Your assignment: Starting at the line below holding "out of range." and stopping at the line holding "impl std::fmt::Display for", print every line exactly, both ends included, and leave the rest out.
"""
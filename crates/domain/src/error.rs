// Copyright (C) 2026 Fred Clausen
// Use of this source code is governed by an MIT-style
// license that can be found in the LICENSE file or at
// https://opensource.org/licenses/MIT.

use crate::ids::EntityKind;
use crate::payback::MAX_TRANSACTION_POINTS;

/// Errors that can occur during domain parsing and validation.
#[derive(Debug, Clone, PartialEq, Eq)]
pub enum DomainError {
    /// A persisted or requested state name is not part of the entity's state set.
    UnknownState {
        /// The entity whose state set was consulted.
        entity: EntityKind,
        /// The offending value.
        value: String,
    },
    /// A requested event name is not declared for the entity.
    UnknownEvent {
        /// The entity whose event set was consulted.
        entity: EntityKind,
        /// The offending value.
        value: String,
    },
    /// Entity kind string is not recognised.
    UnknownEntityKind(String),
    /// Document type string is not recognised.
    UnknownDocumentType(String),
    /// Notification channel string is not recognised.
    UnknownChannel(String),
    /// Notification status string is not recognised.
    UnknownNotificationStatus(String),
    /// Interaction kind string is not recognised.
    UnknownInteractionKind(String),
    /// Payback transaction kind or state string is not recognised.
    UnknownPaybackValue(String),
    /// Timezone name could not be resolved.
    InvalidTimezone(String),
    /// An interaction record is structurally incomplete.
    InvalidInteraction {
        /// The field that failed validation.
        field: &'static str,
        /// Why the field was rejected.
        reason: String,
    },
    /// Payback number is malformed.
    InvalidPaybackNumber(String),
    /// Point amounts must be positive and at most `MAX_TRANSACTION_POINTS`.
    InvalidPoints(i64),
    /// A customer's balance no longer fits the point type.
    BalanceOverflow {
        /// The customer whose entries overflowed.
        customer_id: i64,
    },
    /// Pagination parameters are out of range.
    InvalidPagination {
        /// Description of the violation.
        reason: String,
    },
    /// Date arithmetic overflow.
    DateArithmeticOverflow {
        /// Description of the operation that failed.
        operation: String,
    },
}

impl std::fmt::Display for DomainError {
    fn fmt(&self, f: &mut std::fmt::Formatter<'_>) -> std::fmt::Result {
        match self {
            Self::UnknownState { entity, value } => {
                write!(f, "Unknown {entity} state '{value}'")
            }
            Self::UnknownEvent { entity, value } => {
                write!(f, "Unknown {entity} event '{value}'")
            }
            Self::UnknownEntityKind(value) => write!(f, "Unknown entity kind '{value}'"),
            Self::UnknownDocumentType(value) => write!(f, "Unknown document type '{value}'"),
            Self::UnknownChannel(value) => write!(f, "Unknown notification channel '{value}'"),
            Self::UnknownNotificationStatus(value) => {
                write!(f, "Unknown notification status '{value}'")
            }
            Self::UnknownInteractionKind(value) => {
                write!(f, "Unknown interaction kind '{value}'")
            }
            Self::UnknownPaybackValue(value) => write!(f, "Unknown payback value '{value}'"),
            Self::InvalidTimezone(tz) => write!(f, "Invalid timezone '{tz}'"),
            Self::InvalidInteraction { field, reason } => {
                write!(f, "Invalid interaction field '{field}': {reason}")
            }
            Self::InvalidPaybackNumber(number) => {
                write!(
                    f,
                    "Invalid payback number '{number}'. Must be exactly 10 digits"
                )
            }
            Self::InvalidPoints(points) => {
                write!(
                    f,
                    "Invalid point amount: {points}. Must be between 1 and {MAX_TRANSACTION_POINTS}"
                )
            }
            Self::BalanceOverflow { customer_id } => {
                write!(f, "Payback balance of customer {customer_id} overflows")
            }
            Self::InvalidPagination { reason } => write!(f, "Invalid pagination: {reason}"),
            Self::DateArithmeticOverflow { operation } => {
                write!(f, "Date arithmetic overflow while {operation}")
            }
        }
    }
}

impl std::error::Error for DomainError {}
"""
Solution for this exercise:
    /// Pagination parameters are out of range.
    InvalidPagination {
        /// Description of the violation.
        reason: String,
    },
    /// Date arithmetic overflow.
    DateArithmeticOverflow {
        /// Description of the operation that failed.
        operation: String,
    },
}

impl std::fmt::Display for DomainError {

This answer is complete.